I don’t really pay attention to notifications in the moment.  I rarely answer the phone unless I know exactly who it is.  I get annoyed when too many text messages are sitting there awaiting my response.

The carriers need to become more involved in protecting their customers from unwanted intrusions. I read recently that they are starting to wade into the waters and test some new tools, but they really need to dive in and help us.  Call Protect is a great step in the right direction and I use it every day, but there needs to be more to block unsolicited robocalls and help clean up the piping for texts and emails.  
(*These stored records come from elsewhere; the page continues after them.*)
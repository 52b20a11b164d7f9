//! Error types for the bingo client.

use thiserror::Error;

use crate::protocol::CardId;

/// Errors that can occur when using the bingo client.
#[derive(Debug, Error)]
pub enum BingoError {
    /// Failed to send a message through the transport.
    #[error("transport send error: {0}")]
    TransportSend(String),

    /// Failed to receive a message from the transport.
    #[error("transport receive error: {0}")]
    TransportReceive(String),

    /// The transport connection was closed unexpectedly.
    #[error("transport connection closed")]
    TransportClosed,

    /// Failed to serialize or deserialize a protocol message.
    #[error("serialization error: {0}")]
    Serialization(#[from] serde_json::Error),

    /// The session loop has exited, so intents can no longer be delivered.
    #[error("not connected to server")]
    NotConnected,

    /// The launch parameters handed over by the room selector are unusable.
    #[error("invalid launch parameters: {0}")]
    InvalidLaunchParams(String),

    /// An operation timed out.
    #[error("operation timed out")]
    Timeout,

    /// An I/O error occurred.
    #[error("I/O error: {0}")]
    Io(#[from] std::io::Error),
}

/// A specialized [`Result`] type for bingo client operations.
pub type Result<T> = std::result::Result<T, BingoError>;

/// An inbound message that contradicts what the session already knows.
///
/// These never surface to the player. The session logs them and leaves its
/// state untouched.
#[derive(Debug, Clone, PartialEq, Eq, Error)]
pub enum ProtocolViolation {
    /// The coordinator announced a number that was already called this round.
    #[error("number {0} was already called")]
    DuplicateNumber(u8),

    /// The coordinator announced a number outside 1..=75.
    #[error("number {0} is outside the 1..=75 call range")]
    NumberOutOfRange(i64),

    /// A second card assignment arrived after the first one was accepted.
    #[error("card already assigned (held {held:?}, offered {offered:?})")]
    DuplicateAssignment {
        /// Id of the card already owned.
        held: Option<CardId>,
        /// Id carried by the rejected assignment.
        offered: Option<CardId>,
    },

    /// The assigned grid does not follow the B-I-N-G-O column layout.
    #[error("malformed card grid: {0}")]
    MalformedCard(String),
}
Spam by itself is probably tolerable and companies like Google have taken steps to help here, so now it’s time for AT&T, Verizon, Sprint and T-Mobile to take a leadership position on this issue.

The cellphone manufacturers could probably help here, too.  Apple and Google, along with Samsung and any other companies, should work together to remind consumers about settings for notifications and ensure that app developers don’t overdo the notifications systems.  When your phone is buzzing 40 or 50 times a day with new notifications, but you only access a small percentage of the apps on your phone, they could determine if there is a correlation there and help consumers turn off notifications from apps they don’t use.  

It’s not about censoring or stopping the apps from being there.  It’s about ensuring that the notifications are truly valuable to the user.  If they had some tools in place that alerted users regularly and suggested updates to their setting, then users could be more in control of the experience.

Mobile is certainly not going away any time soon, but it does have issues if it continues to decline into a frustrating user experience.  

I hope the carriers, the manufacturers and the operating system companies can figure this out.  Otherwise, I might be digging out the Treo and the Razr for reintegration into my life!

2 comments about "The Death Of Mobile?".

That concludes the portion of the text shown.